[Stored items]
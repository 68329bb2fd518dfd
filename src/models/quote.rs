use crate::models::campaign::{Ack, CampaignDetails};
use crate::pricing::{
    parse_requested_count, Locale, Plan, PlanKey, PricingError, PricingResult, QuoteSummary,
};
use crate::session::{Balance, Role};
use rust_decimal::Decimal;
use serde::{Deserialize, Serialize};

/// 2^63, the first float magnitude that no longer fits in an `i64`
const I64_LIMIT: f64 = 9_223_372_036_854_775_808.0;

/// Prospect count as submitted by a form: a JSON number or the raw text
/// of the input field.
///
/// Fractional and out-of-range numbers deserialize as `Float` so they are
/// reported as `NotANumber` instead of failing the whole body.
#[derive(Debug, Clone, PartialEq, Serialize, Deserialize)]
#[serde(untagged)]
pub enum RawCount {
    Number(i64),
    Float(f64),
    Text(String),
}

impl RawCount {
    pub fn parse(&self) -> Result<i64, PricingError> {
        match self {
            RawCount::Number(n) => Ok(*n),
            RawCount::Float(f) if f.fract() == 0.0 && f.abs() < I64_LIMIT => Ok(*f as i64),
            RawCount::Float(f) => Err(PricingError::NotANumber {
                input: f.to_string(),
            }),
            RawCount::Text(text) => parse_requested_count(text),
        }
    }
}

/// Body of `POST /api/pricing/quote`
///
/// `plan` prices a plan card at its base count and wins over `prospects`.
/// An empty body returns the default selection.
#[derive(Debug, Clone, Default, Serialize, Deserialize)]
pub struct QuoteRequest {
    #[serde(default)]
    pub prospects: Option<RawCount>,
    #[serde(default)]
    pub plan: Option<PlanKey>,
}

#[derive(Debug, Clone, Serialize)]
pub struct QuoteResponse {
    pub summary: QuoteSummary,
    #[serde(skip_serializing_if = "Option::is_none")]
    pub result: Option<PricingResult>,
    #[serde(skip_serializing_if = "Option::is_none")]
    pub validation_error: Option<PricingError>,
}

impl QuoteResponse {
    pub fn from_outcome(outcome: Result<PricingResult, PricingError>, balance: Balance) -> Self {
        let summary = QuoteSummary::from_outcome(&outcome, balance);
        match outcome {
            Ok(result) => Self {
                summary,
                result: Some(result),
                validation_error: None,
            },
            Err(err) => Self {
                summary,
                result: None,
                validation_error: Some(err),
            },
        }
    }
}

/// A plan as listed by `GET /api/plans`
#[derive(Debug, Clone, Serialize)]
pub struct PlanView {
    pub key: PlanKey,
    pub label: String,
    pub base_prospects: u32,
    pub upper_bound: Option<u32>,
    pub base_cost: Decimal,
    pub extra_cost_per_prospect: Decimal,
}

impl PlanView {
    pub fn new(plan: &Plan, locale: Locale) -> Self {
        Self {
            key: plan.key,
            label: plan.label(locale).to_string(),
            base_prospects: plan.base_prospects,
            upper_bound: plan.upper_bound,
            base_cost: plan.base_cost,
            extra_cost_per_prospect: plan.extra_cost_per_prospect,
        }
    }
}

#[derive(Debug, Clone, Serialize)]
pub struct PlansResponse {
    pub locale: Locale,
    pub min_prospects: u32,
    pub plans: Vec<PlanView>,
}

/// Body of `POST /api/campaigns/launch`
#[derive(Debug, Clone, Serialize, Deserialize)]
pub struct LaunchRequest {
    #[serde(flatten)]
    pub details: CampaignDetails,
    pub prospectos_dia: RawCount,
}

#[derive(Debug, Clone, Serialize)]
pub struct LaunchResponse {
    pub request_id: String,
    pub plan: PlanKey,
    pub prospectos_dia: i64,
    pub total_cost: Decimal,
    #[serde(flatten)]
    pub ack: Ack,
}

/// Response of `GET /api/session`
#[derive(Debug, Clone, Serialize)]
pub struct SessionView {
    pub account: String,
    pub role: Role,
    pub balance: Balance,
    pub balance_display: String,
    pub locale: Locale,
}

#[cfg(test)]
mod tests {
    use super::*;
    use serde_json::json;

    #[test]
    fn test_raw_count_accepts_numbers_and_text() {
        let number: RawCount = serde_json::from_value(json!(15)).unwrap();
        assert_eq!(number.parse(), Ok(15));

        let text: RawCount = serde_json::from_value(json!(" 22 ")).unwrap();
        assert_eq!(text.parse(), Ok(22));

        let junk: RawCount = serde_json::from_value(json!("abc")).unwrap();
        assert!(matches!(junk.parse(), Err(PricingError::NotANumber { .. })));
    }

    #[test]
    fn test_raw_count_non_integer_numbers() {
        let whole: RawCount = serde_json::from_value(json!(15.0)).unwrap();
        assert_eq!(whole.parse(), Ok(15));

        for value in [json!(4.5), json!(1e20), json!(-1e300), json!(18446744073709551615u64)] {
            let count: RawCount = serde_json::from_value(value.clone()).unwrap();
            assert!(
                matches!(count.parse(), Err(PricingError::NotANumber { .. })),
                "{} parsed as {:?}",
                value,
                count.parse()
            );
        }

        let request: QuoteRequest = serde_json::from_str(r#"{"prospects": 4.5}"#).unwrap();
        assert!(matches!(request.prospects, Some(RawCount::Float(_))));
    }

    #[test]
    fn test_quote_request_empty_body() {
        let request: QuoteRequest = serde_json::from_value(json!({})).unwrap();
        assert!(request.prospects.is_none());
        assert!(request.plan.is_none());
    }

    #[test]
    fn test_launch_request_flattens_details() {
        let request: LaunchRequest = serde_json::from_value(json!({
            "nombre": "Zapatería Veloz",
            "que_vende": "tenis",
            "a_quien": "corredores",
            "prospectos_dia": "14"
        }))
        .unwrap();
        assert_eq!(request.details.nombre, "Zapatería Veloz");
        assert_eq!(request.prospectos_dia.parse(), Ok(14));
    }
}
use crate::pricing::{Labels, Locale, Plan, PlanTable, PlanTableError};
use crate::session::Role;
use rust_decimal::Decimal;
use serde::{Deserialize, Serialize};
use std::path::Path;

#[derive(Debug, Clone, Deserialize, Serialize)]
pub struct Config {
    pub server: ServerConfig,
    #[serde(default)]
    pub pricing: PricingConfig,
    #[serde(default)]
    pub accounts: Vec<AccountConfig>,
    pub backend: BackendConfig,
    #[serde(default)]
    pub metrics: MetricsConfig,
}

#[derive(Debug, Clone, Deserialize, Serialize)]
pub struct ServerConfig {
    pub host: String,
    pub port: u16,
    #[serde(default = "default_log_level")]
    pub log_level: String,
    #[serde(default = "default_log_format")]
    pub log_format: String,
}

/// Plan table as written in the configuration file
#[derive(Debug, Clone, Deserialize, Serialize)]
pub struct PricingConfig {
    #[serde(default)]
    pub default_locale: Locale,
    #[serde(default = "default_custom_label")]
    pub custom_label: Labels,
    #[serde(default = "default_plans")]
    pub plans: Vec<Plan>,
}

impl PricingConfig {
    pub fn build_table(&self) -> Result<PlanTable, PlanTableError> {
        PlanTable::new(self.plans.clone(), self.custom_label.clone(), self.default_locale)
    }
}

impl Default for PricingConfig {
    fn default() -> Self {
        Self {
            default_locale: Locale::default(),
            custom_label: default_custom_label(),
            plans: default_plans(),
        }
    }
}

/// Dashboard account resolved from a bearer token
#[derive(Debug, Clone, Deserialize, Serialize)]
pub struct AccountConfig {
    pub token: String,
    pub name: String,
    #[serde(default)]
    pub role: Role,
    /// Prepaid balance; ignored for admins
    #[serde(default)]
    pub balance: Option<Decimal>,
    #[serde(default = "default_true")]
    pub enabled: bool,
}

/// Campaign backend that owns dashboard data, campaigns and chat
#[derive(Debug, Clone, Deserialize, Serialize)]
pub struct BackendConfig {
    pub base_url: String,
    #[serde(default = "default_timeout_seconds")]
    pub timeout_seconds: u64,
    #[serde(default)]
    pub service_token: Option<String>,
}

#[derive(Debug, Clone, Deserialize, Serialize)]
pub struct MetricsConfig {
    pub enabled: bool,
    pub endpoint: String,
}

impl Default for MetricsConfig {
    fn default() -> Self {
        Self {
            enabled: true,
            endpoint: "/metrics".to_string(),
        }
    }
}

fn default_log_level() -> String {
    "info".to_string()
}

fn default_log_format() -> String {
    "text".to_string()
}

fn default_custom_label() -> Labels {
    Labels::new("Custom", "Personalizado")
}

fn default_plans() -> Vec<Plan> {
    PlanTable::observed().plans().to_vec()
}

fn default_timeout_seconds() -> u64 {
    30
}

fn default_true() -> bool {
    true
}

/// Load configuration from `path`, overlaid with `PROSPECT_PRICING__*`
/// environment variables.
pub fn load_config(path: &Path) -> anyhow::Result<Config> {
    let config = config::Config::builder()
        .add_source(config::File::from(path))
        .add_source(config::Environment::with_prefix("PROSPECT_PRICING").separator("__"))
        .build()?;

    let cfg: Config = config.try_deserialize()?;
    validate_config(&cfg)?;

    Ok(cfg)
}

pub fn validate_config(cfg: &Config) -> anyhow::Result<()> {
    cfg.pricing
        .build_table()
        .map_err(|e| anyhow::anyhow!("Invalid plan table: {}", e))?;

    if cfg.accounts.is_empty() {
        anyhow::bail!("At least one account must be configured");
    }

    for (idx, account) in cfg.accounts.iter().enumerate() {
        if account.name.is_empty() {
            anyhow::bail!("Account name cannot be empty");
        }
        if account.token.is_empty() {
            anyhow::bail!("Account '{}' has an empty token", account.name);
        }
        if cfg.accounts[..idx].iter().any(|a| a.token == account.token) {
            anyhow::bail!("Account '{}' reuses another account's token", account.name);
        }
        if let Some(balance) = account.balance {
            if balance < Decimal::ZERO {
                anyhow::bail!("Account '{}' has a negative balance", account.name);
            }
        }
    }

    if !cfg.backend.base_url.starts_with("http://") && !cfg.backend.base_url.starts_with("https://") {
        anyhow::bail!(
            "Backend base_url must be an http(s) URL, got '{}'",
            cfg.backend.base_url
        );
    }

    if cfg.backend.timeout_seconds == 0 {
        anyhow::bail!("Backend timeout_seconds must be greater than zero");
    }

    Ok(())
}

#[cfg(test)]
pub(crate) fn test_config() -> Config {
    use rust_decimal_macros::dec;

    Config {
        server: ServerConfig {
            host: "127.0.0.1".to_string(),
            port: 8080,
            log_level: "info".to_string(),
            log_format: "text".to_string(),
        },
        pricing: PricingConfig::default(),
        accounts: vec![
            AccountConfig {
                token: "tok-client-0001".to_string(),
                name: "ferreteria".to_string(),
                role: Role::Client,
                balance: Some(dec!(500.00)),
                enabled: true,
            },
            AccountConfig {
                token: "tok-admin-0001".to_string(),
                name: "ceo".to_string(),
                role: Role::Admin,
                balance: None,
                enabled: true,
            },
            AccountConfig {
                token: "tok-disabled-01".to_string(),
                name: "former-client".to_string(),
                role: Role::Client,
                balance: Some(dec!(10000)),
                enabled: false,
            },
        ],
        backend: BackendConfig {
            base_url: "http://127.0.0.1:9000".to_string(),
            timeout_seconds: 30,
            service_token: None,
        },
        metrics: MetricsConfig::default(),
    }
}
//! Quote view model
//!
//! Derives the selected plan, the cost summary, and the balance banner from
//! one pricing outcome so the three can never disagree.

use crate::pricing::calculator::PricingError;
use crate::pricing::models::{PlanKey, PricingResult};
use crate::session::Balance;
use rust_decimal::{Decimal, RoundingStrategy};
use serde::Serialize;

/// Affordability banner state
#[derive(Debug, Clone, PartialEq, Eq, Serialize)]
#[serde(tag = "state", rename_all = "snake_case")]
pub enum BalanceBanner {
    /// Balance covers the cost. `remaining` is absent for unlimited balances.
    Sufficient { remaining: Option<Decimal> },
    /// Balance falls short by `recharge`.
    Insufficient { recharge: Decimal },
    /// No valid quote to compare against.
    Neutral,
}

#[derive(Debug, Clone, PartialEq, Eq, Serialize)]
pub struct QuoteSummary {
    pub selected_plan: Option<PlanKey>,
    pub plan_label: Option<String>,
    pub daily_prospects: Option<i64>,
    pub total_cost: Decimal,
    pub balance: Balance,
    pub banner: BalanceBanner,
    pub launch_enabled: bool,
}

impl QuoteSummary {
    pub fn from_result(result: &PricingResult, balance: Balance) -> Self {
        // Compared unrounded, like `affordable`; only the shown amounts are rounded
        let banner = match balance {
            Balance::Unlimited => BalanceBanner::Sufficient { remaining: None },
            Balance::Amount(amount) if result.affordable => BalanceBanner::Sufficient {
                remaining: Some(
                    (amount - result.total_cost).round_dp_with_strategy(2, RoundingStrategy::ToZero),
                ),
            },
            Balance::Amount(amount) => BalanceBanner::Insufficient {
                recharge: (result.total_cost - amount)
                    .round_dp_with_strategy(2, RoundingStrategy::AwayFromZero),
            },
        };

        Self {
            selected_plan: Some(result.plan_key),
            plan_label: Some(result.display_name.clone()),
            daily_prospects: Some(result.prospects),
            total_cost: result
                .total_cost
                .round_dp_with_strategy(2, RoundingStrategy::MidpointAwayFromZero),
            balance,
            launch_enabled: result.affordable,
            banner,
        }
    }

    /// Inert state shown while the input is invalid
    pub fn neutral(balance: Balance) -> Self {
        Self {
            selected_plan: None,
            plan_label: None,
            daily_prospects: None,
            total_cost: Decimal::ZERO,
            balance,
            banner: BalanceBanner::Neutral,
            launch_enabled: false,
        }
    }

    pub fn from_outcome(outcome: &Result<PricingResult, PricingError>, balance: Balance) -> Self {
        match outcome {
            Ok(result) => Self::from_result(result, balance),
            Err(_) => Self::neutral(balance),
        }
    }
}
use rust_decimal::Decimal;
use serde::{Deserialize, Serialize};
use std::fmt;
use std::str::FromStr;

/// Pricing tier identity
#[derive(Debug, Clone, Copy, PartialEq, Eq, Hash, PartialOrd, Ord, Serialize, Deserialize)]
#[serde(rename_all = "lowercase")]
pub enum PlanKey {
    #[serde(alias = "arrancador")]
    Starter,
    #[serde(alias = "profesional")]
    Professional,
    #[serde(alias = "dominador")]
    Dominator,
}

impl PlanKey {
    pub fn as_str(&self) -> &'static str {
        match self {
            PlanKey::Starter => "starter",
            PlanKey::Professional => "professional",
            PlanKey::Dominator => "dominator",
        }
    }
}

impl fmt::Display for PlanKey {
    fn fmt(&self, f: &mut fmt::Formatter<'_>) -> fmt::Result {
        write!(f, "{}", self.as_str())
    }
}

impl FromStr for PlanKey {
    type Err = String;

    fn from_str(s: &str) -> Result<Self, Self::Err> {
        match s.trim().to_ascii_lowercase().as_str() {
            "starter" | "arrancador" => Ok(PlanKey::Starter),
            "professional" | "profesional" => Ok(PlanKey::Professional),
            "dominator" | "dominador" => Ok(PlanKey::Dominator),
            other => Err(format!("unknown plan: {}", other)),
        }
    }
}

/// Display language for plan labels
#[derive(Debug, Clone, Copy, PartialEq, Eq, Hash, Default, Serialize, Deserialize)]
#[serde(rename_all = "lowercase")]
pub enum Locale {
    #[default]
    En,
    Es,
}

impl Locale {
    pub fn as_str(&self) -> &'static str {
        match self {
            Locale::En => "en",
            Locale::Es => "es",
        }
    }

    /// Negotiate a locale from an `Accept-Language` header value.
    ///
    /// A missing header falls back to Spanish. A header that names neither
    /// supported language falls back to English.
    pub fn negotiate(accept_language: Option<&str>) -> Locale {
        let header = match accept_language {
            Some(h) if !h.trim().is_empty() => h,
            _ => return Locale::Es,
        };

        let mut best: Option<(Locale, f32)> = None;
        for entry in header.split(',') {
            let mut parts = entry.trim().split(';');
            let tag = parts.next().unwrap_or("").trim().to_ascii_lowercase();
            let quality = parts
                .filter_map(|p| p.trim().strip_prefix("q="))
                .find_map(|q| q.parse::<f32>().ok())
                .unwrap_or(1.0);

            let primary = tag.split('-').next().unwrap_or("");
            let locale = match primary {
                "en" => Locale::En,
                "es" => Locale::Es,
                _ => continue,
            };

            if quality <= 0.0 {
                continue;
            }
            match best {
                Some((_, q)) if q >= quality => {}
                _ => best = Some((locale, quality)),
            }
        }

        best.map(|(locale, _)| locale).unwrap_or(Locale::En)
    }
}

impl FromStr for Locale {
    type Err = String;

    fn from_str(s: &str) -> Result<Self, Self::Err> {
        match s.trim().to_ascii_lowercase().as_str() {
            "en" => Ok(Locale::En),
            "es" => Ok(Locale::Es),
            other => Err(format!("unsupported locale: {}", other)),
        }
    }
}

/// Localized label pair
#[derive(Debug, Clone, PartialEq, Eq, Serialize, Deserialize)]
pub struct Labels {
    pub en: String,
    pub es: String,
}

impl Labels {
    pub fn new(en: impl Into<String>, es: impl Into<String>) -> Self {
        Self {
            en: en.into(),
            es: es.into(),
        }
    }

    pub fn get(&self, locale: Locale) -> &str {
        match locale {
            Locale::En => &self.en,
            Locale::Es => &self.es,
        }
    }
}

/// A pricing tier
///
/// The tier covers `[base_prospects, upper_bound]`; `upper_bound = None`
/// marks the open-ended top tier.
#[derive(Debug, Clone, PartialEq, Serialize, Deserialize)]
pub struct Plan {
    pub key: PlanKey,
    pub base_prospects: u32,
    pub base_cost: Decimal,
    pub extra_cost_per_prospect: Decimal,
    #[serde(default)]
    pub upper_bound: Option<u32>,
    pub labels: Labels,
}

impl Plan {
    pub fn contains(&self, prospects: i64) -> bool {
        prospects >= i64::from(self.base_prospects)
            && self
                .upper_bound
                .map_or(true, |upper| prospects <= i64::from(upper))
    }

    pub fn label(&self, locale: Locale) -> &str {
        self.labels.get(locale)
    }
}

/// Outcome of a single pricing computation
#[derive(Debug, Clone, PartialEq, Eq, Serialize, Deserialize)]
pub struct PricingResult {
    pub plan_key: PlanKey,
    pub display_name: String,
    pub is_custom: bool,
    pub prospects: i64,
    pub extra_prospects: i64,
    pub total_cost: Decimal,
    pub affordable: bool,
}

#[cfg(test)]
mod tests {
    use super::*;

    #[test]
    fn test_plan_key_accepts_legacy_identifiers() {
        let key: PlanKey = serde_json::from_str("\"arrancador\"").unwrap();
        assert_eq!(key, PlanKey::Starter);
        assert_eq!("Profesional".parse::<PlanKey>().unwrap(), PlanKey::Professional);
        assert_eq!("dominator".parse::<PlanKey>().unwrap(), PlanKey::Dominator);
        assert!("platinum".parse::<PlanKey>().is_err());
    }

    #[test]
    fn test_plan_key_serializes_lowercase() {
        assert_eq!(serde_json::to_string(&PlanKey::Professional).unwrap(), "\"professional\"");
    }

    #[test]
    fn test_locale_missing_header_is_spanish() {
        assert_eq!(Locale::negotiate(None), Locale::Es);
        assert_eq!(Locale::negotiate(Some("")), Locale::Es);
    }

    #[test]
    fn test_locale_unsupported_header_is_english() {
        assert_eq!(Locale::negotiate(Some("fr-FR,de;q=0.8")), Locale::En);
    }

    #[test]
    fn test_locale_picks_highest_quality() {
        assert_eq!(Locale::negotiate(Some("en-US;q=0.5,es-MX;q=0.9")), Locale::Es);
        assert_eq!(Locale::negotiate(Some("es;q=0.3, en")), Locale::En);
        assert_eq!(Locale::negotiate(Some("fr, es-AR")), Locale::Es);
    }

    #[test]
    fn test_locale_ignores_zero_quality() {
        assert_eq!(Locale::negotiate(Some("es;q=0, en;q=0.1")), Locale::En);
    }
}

---

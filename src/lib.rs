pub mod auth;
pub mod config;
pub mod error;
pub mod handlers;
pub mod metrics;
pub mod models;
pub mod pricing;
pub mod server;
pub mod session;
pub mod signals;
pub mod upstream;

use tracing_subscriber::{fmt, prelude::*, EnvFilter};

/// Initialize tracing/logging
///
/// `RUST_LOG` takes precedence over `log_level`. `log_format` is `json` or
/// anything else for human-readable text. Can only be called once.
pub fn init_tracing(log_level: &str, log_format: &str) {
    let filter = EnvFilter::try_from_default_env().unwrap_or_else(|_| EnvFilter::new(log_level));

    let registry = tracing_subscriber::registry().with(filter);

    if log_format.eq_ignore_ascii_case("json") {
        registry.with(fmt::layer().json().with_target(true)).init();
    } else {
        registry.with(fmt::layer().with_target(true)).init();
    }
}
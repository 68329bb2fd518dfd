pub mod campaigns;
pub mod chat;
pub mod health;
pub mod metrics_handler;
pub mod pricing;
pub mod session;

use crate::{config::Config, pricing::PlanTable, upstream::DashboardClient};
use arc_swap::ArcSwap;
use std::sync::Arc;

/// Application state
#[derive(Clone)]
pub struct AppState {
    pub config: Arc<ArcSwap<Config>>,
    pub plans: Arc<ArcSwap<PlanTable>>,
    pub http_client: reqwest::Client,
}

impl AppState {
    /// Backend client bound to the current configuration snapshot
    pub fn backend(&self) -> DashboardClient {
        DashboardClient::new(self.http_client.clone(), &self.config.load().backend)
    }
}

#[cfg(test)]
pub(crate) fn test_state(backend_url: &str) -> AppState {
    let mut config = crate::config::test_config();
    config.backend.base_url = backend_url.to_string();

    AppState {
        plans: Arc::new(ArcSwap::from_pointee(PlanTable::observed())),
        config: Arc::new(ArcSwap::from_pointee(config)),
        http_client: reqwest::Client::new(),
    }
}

* * *

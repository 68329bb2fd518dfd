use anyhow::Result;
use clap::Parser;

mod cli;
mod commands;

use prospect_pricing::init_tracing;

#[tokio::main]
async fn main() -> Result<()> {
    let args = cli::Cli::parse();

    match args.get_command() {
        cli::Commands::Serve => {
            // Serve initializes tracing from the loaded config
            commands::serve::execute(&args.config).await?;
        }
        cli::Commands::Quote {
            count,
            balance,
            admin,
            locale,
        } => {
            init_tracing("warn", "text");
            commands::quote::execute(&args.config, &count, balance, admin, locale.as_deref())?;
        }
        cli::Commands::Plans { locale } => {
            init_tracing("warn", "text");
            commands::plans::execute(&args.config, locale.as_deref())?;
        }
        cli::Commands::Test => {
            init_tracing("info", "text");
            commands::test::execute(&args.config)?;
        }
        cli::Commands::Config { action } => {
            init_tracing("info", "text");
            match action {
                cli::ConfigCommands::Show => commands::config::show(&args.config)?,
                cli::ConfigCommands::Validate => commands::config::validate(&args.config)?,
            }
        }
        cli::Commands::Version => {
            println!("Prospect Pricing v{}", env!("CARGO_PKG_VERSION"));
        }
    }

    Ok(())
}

> _Exercise details_:
When the word "Veloz" occurs in a line above, list that line.

> _Response for this exercise_:
            "nombre": "Zapatería Veloz",
        assert_eq!(request.details.nombre, "Zapatería Veloz");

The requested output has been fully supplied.